Furthermore, a feature of the water injection nozzle 10 of the present invention is that cooling water can be stored in the upper part of the header 11 when cooling is not being performed, and it can be protected against radiant heat from a red-hot steel plate passing above. It is now possible to effectively eliminate the reduction in equipment life due to corrosion, etc.

[Effect of idea]

As is clear from the above explanation, according to the water injection nozzle of the present invention, a part of the cooling water can be recovered and reused for circulation, so it has a high cooling capacity and uniformly sprays the material to be cooled. In addition to realizing cooling, the cooling water that remains on the top surface of the header prevents deterioration of the device due to heat, making it possible to extend the life of the device.

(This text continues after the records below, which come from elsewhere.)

//! Keyed limiter management.

use std::collections::HashMap;
use std::sync::Arc;

use dashmap::DashMap;
use tracing::debug;

use crate::{Acquire, LimitScope, LimiterConfig, RateLimiter, ThrottleError};

/// Routes admission checks to one limiter instance per
/// `(channel, scope_key)` pair.
///
/// Instances are created lazily on first use and cached for the process
/// lifetime. Each instance serializes its own state; the manager map is a
/// concurrent map, so checks on different keys never contend.
///
/// A channel with no configuration is **unlimited**: every check is
/// admitted. This is an explicit policy so that adding a new channel never
/// silently drops traffic before its limits are tuned.
pub struct RateLimitManager {
    configs: HashMap<String, LimiterConfig>,
    limiters: DashMap<(String, String), Arc<dyn RateLimiter>>,
}

impl RateLimitManager {
    /// Build a manager from per-channel configuration, validating every
    /// entry up front.
    pub fn new(configs: HashMap<String, LimiterConfig>) -> Result<Self, ThrottleError> {
        for (channel, config) in &configs {
            config.validate(channel)?;
        }
        Ok(Self {
            configs,
            limiters: DashMap::new(),
        })
    }

    /// A manager with no limits configured at all.
    pub fn unlimited() -> Self {
        Self {
            configs: HashMap::new(),
            limiters: DashMap::new(),
        }
    }

    /// Admission check for `cost` units against the limiter for
    /// `(channel, scope_key)`.
    pub fn check(&self, channel: &str, scope_key: &str, cost: u32) -> Acquire {
        let Some(config) = self.configs.get(channel) else {
            return Acquire::unlimited();
        };

        let key = (channel.to_string(), scope_key.to_string());
        let limiter = self
            .limiters
            .entry(key)
            .or_insert_with(|| {
                debug!(channel, scope_key, "creating rate limiter instance");
                config.build()
            })
            .clone();

        limiter.try_acquire(cost)
    }

    /// The configured scope for a channel's limiters. Unconfigured
    /// channels report the default scope (their checks are unlimited
    /// anyway).
    pub fn scope_for(&self, channel: &str) -> LimitScope {
        self.configs
            .get(channel)
            .map(|config| config.scope)
            .unwrap_or_default()
    }

    /// Number of live limiter instances (distinct keys seen so far).
    pub fn instance_count(&self) -> usize {
        self.limiters.len()
    }
}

[Brief explanation of the drawing]

Fig. 1 is a cross-sectional view showing the water injection state of the embodiment of the present invention, Fig. 2 is a transverse sectional view of the embodiment of the present invention (viewed from arrow A-A in Fig. 3), and Fig. 3 is the cross-sectional view of the embodiment of the present invention. FIG. 4 is a plan view, FIG. 4 is a side view thereof, and FIG. 5 is a cross-sectional view of a conventional water injection nozzle. 10... Water injection nozzle, 11... Header, 1
2... Nozzle tip, 13... Guide plate, 15,1
6... Partition board.

Claims (1)

[Scope of utility model registration request] A pair of guide plates having substantially vertical wall surfaces are attached to both side walls of an elongated header whose axis is substantially horizontal, projecting upward from the upper surface of the header over the entire length of the header, and extending in the longitudinal direction of the header. Partition plates are attached to both ends of the header so as to protrude upward from the upper surface of the header, and a plurality of nozzle tips are attached to the inner surface of the guide plate for ejecting pressurized water in the header obliquely upward. Water injection nozzle for cooling the underside of the coolant.